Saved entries
################

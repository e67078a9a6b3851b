use anyhow::Result;
use serde_json::json;
use tessera_types::{Datum, Schema};

/// `{ name: string(10), age: uint8 = 100 }`
pub fn person_schema() -> Result<Schema> {
    Schema::from_json(json!({
        "$id": "Person",
        "type": "object",
        "properties": {
            "name": { "type": "string", "maxLength": 10 },
            "age": { "type": "integer", "btype": "uint8", "default": 100 },
        },
    }))
}

/// A mixed record exercising every variable-size codec family as an optional field.
pub fn crew_schema() -> Result<Schema> {
    Schema::from_json(json!({
        "$id": "Crew",
        "type": "object",
        "btype": "map",
        "required": ["name", "rank"],
        "properties": {
            "name": { "type": "string", "maxLength": 10 },
            "rank": { "type": "integer", "btype": "uint16" },
            "members": { "type": "array", "btype": "vector", "items": { "$ref": "Person" } },
            "motto": { "type": "string", "maxLength": 16 },
            "ratings": {
                "type": "object",
                "btype": "dict",
                "propertyNames": { "type": "string", "maxLength": 4 },
                "additionalProperties": { "type": "number" },
            },
            "logbook": {
                "type": "array",
                "btype": "vector",
                "items": { "type": "string" },
            },
        },
    }))
}

pub fn tagged_schema(id: &str, tag: u8, body: serde_json::Value) -> Result<Schema> {
    let mut properties = serde_json::Map::new();
    properties.insert(
        "tag".into(),
        json!({ "type": "integer", "btype": "uint8", "default": tag }),
    );
    if let serde_json::Value::Object(body) = body {
        properties.extend(body);
    }
    Schema::from_json(json!({
        "$id": id,
        "type": "object",
        "properties": properties,
    }))
}

pub fn person(name: &str, age: i64) -> Datum {
    Datum::record([("name", Datum::from(name)), ("age", Datum::Int(age))])
}

pub fn strs(ss: &[Option<&str>]) -> Datum {
    Datum::List(ss.iter().map(|s| Datum::from(*s)).collect())
}
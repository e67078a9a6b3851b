mod array;
mod codec;
pub mod config;
mod dict;
mod error;
mod lengths;
pub mod record;
mod registry;
mod scalar;
mod vector;
mod view;

pub use array::{ArrayCodec, FixedItems, TypedArrayCodec};
pub use codec::*;
pub use config::RegistryConfig;
pub use dict::DictCodec;
pub use error::CompileError;
pub use lengths::{HeaderInt, HEADER_INT_LEN};
pub use record::FieldIdx;
pub use registry::*;
pub use scalar::ScalarCodec;
pub use vector::VectorCodec;
pub use view::*;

################

> [Work instruction]: Go through the lines above and count those with "body"; report only the number.

> [The answer]: 3